The nutritive functions of fishes follow the same order of progression as those of the other classes of the vertebrated kingdom. They seize, and in some measure divide, their food with their teeth; they digest it in the stomach, from whence it passes into the intestinal canal, where it receives a supply of bile from the liver, and frequently a liquid similar to that of the pancreas; the nutritive juices, absorbed by vessels analogous to lacteals, and probably taken up in part also directly by the veins, are mingled with the venous blood which is flowing towards the heart, from whence it is pushed to the branchiæ, in which, coming in contact with the water, it is converted into arterial blood, and then proceeds to the nourishment of the whole body.

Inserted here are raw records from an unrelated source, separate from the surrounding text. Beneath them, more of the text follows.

//! Source-dependency graph analysis for JavaScript/TypeScript workspaces.
//!
//! This crate turns a workspace into a graph of files and the local files
//! they import:
//! - Resolving which exclusion patterns apply (settings, ignore files, defaults)
//! - Collecting `.ts`/`.tsx`/`.js`/`.jsx` files under the workspace root
//! - Extracting `import`, `export ... from` and `require(...)` specifiers
//! - Resolving specifiers to files (relative, `@/` alias, root-relative)
//! - Building nodes and edges, and flagging nodes affected by import cycles
//!
//! [`Analyzer::analyze_workspace`] runs all of it; the individual phases are
//! exported for front ends that need them separately.

mod analyzer;
mod cancel;
mod collector;
mod config;
mod constants;
mod cycles;
mod error;
mod graph;
mod ignore_patterns;
mod notify;
mod parser;
mod paths;
mod resolver;
mod types;

// Re-export public API
pub use analyzer::Analyzer;
pub use cancel::{AnalysisScheduler, CancellationToken, Ticket};
pub use collector::{ScanFailure, build_include_patterns, collect_files};
pub use config::{Settings, find_git_root, read_settings};
pub use constants::{
    DEFAULT_EXCLUDE_PATTERNS, PROJECT_IGNORE_FILE, SETTINGS_FILE, SOURCE_EXTENSIONS,
    VCS_IGNORE_FILE,
};
pub use cycles::annotate_cycles;
pub use error::AnalysisError;
pub use graph::{build_graph, generate_edges};
pub use ignore_patterns::{
    PatternSource, ResolvedPatterns, normalize_pattern, parse_ignore_file,
    resolve_exclude_patterns,
};
pub use notify::{LogNotifier, Notifier};
pub use parser::imports_for;
pub use paths::{make_relative, workspace_id};
pub use resolver::{ModuleResolver, resolve_specifier};
pub use types::{DependencyEdge, DependencyGraph, DependencyNode, SpecKind, Specifier};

Fishes are in general extremely voracious, and the rule of “eat or be eaten,” applies to them with unusual force. They are almost constantly engaged either in the active pursuit or patient waiting for their prey—their degree of power in its capture depending, of course, on the dimensions of the mouth and throat, and the strength of the teeth and jaws. If the teeth are sharp and curved, they are capable of seizing and securing either a large and fleshy bait, or the slenderest and most agile animal; if these parts are broad and strong, they are able to bruise the hardest aliment; if they are feeble or almost wanting, they are only serviceable in procuring some inert or unresisting prey. Fishes indeed, in most instances, show but little choice in the selection of their food, and their digestive powers are so strong and rapid as speedily to dissolve all animal substances. They greedily swallow other fishes, notwithstanding the sharp spines or bony ridges with which they may be armed; they attack and devour crabs and shell-fish, gulping them entire, without the least regard to the feelings of their families; they do not object occasionally to swallow the young even of their own species, and the more powerful kinds carry their warfare into other kingdoms of nature, and revel on rats, reptiles and young ducklings, to say nothing, gentle reader, of the ferocious shark, which not seldom makes a meal even of the lord of the creation. A particular friend of ours has his right leg in the West Indies, in consequence of an act of aggression alike unpleasant and uncalled for, and which a Christian-minded pedestrian finds it easier to forgive than forget. The species which live chiefly on vegetables are few in number, almost all fishes preferring pork to green peas.